1. The administration of an IV glucose solution (about 50 g/L/iso-osmotic to plasma) is equivalent to administration

of pure water (because glucose is metabolized). If a subject received 3 liters of isotonic glucose solution, how did

the water (in liters) distribute between the ECF and the ICF?

ECF ICF

a. 0 3

b. 1 2

c. 1.5 1.5

d. 2 1

e. 3 0

Cell membrane is permeable to water flows in and out. Water diffuses through water pores and through lipid

bilayer. 1:2 because of water/bulk distribution in the body.

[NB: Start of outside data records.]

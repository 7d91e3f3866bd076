use chrono::NaiveDate;
use rust_decimal::Decimal;
use serde::{Deserialize, Serialize};

/// All monetary values. Wraps Decimal to prevent accidental f64 usage.
pub type Money = Decimal;

/// Interest rates in percentage points (12 = 12%), as entered on a loan.
pub type Percent = Decimal;

/// Opaque identifier of the account that owns a set of loans.
pub type UserId = String;

/// Accrual period the stated interest rate refers to.
#[derive(Debug, Clone, Copy, Default, PartialEq, Eq, Hash, Serialize, Deserialize)]
#[serde(rename_all = "lowercase")]
pub enum InterestType {
    #[default]
    Monthly,
    Quarterly,
    Yearly,
}

impl InterestType {
    /// Number of months covered by one rate period.
    pub fn months_per_period(self) -> u32 {
        match self {
            InterestType::Monthly => 1,
            InterestType::Quarterly => 3,
            InterestType::Yearly => 12,
        }
    }

    pub fn as_str(self) -> &'static str {
        match self {
            InterestType::Monthly => "monthly",
            InterestType::Quarterly => "quarterly",
            InterestType::Yearly => "yearly",
        }
    }
}

impl std::fmt::Display for InterestType {
    fn fmt(&self, f: &mut std::fmt::Formatter<'_>) -> std::fmt::Result {
        f.write_str(self.as_str())
    }
}

impl std::str::FromStr for InterestType {
    type Err = String;

    fn from_str(s: &str) -> Result<Self, Self::Err> {
        match s.to_lowercase().as_str() {
            "monthly" => Ok(InterestType::Monthly),
            "quarterly" => Ok(InterestType::Quarterly),
            "yearly" | "annual" => Ok(InterestType::Yearly),
            other => Err(format!(
                "Invalid interest type '{other}'. Expected: monthly, quarterly or yearly"
            )),
        }
    }
}

/// A payment received against a loan.
#[derive(Debug, Clone, PartialEq, Serialize, Deserialize)]
pub struct Payment {
    pub id: String,
    pub amount: Money,
    pub date: NaiveDate,
}

/// A loan issued to a borrower, with the payments received so far in
/// insertion order.
#[derive(Debug, Clone, PartialEq, Serialize, Deserialize)]
pub struct Loan {
    pub id: String,
    pub borrower_name: String,
    pub principal_amount: Money,
    pub interest_rate: Percent,
    pub interest_type: InterestType,
    pub start_date: NaiveDate,
    pub end_date: NaiveDate,
    #[serde(default)]
    pub payments: Vec<Payment>,
}

/// Fields of a loan supplied on creation. The store assigns the id and
/// starts with an empty payment list.
#[derive(Debug, Clone, PartialEq, Serialize, Deserialize)]
pub struct NewLoan {
    pub borrower_name: String,
    pub principal_amount: Money,
    pub interest_rate: Percent,
    pub interest_type: InterestType,
    pub start_date: NaiveDate,
    pub end_date: NaiveDate,
}

/// Partial loan edit. `None` leaves the field unchanged.
#[derive(Debug, Clone, Default, PartialEq, Serialize, Deserialize)]
pub struct LoanUpdate {
    #[serde(default, skip_serializing_if = "Option::is_none")]
    pub borrower_name: Option<String>,
    #[serde(default, skip_serializing_if = "Option::is_none")]
    pub principal_amount: Option<Money>,
    #[serde(default, skip_serializing_if = "Option::is_none")]
    pub interest_rate: Option<Percent>,
    #[serde(default, skip_serializing_if = "Option::is_none")]
    pub interest_type: Option<InterestType>,
    #[serde(default, skip_serializing_if = "Option::is_none")]
    pub start_date: Option<NaiveDate>,
    #[serde(default, skip_serializing_if = "Option::is_none")]
    pub end_date: Option<NaiveDate>,
}

#[derive(Debug, Clone, PartialEq, Serialize, Deserialize)]
pub struct NewPayment {
    pub amount: Money,
    pub date: NaiveDate,
}

#[derive(Debug, Clone, Default, PartialEq, Serialize, Deserialize)]
pub struct PaymentUpdate {
    #[serde(default, skip_serializing_if = "Option::is_none")]
    pub amount: Option<Money>,
    #[serde(default, skip_serializing_if = "Option::is_none")]
    pub date: Option<NaiveDate>,
}

impl Loan {
    /// Build a loan with no payments from creation fields.
    pub fn from_new(id: impl Into<String>, new: NewLoan) -> Self {
        Loan {
            id: id.into(),
            borrower_name: new.borrower_name,
            principal_amount: new.principal_amount,
            interest_rate: new.interest_rate,
            interest_type: new.interest_type,
            start_date: new.start_date,
            end_date: new.end_date,
            payments: Vec::new(),
        }
    }

    /// Apply a partial edit in place. Payments are never touched.
    pub fn apply_update(&mut self, update: &LoanUpdate) {
        if let Some(name) = &update.borrower_name {
            self.borrower_name = name.clone();
        }
        if let Some(principal) = update.principal_amount {
            self.principal_amount = principal;
        }
        if let Some(rate) = update.interest_rate {
            self.interest_rate = rate;
        }
        if let Some(kind) = update.interest_type {
            self.interest_type = kind;
        }
        if let Some(start) = update.start_date {
            self.start_date = start;
        }
        if let Some(end) = update.end_date {
            self.end_date = end;
        }
    }
}

impl Payment {
    pub fn from_new(id: impl Into<String>, new: NewPayment) -> Self {
        Payment {
            id: id.into(),
            amount: new.amount,
            date: new.date,
        }
    }

    pub fn apply_update(&mut self, update: &PaymentUpdate) {
        if let Some(amount) = update.amount {
            self.amount = amount;
        }
        if let Some(date) = update.date {
            self.date = date;
        }
    }
}

/// Standard computation output envelope
#[derive(Debug, Clone, Serialize, Deserialize)]
pub struct ComputationOutput<T: Serialize> {
    pub result: T,
    pub methodology: String,
    pub assumptions: serde_json::Value,
    pub warnings: Vec<String>,
    pub metadata: ComputationMetadata,
}

/// Metadata for every computation
#[derive(Debug, Clone, Serialize, Deserialize)]
pub struct ComputationMetadata {
    pub version: String,
    pub computation_time_us: u64,
    pub precision: String,
}

/// Helper to wrap computation results with metadata
pub fn with_metadata<T: Serialize>(
    methodology: &str,
    assumptions: &impl Serialize,
    warnings: Vec<String>,
    elapsed_us: u64,
    result: T,
) -> ComputationOutput<T> {
    ComputationOutput {
        result,
        methodology: methodology.to_string(),
        assumptions: serde_json::to_value(assumptions).unwrap_or_default(),
        warnings,
        metadata: ComputationMetadata {
            version: env!("CARGO_PKG_VERSION").to_string(),
            computation_time_us: elapsed_us,
            precision: "rust_decimal_128bit".to_string(),
        },
    }
}
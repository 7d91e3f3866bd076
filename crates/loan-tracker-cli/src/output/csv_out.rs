use serde_json::Value;
use std::io;

use super::{cell, headers};

/// Write output as CSV to stdout.
///
/// Arrays (loan lists, payment histories, monthly totals) become one row per
/// item. Envelopes become `field,value` pairs of their result, except a
/// portfolio summary, whose per-loan rows are written instead.
pub fn print_csv(value: &Value) {
    let stdout = io::stdout();
    let mut wtr = csv::Writer::from_writer(stdout.lock());

    let written = match value {
        Value::Object(map) => match map.get("result") {
            Some(Value::Object(result)) => match result.get("loans") {
                Some(Value::Array(loans)) => write_rows(&mut wtr, loans),
                _ => write_pairs(&mut wtr, result.iter()),
            },
            _ => write_pairs(&mut wtr, map.iter()),
        },
        Value::Array(arr) => write_rows(&mut wtr, arr),
        _ => wtr.write_record([cell(value)]),
    };

    if let Err(e) = written.and_then(|_| wtr.flush().map_err(csv::Error::from)) {
        eprintln!("CSV output error: {}", e);
    }
}

fn write_pairs<'a, W: io::Write>(
    wtr: &mut csv::Writer<W>,
    fields: impl Iterator<Item = (&'a String, &'a Value)>,
) -> csv::Result<()> {
    wtr.write_record(["field", "value"])?;
    for (key, val) in fields {
        wtr.write_record([key.as_str(), &cell(val)])?;
    }
    Ok(())
}

fn write_rows<W: io::Write>(wtr: &mut csv::Writer<W>, arr: &[Value]) -> csv::Result<()> {
    let Some(columns) = headers(arr) else {
        for item in arr {
            wtr.write_record([cell(item)])?;
        }
        return Ok(());
    };

    wtr.write_record(&columns)?;
    for map in arr.iter().filter_map(Value::as_object) {
        let row: Vec<String> = columns
            .iter()
            .map(|h| map.get(h.as_str()).map(cell).unwrap_or_default())
            .collect();
        wtr.write_record(&row)?;
    }
    Ok(())
}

2. Your patient has a low concentration of dissolved oxygen in the blood. The attending physician correctly

recommends that you increase the O2 concentration in order to prevent further cell damage due to hypoxia. This

treatment is appropriate because the main mechanism of o2 transport across the cell membrane is

a. Diffusion through the lipid bilayer

b. osmosis

c. facilitated diffusion

d. diffusion via channels

e. active transport.

Why? Hydrophobic, uncharged molecule diffuses directly across

3. In an experiment, the cell interior and the extracellular solution have the same osmolality (300 mosmole/kg).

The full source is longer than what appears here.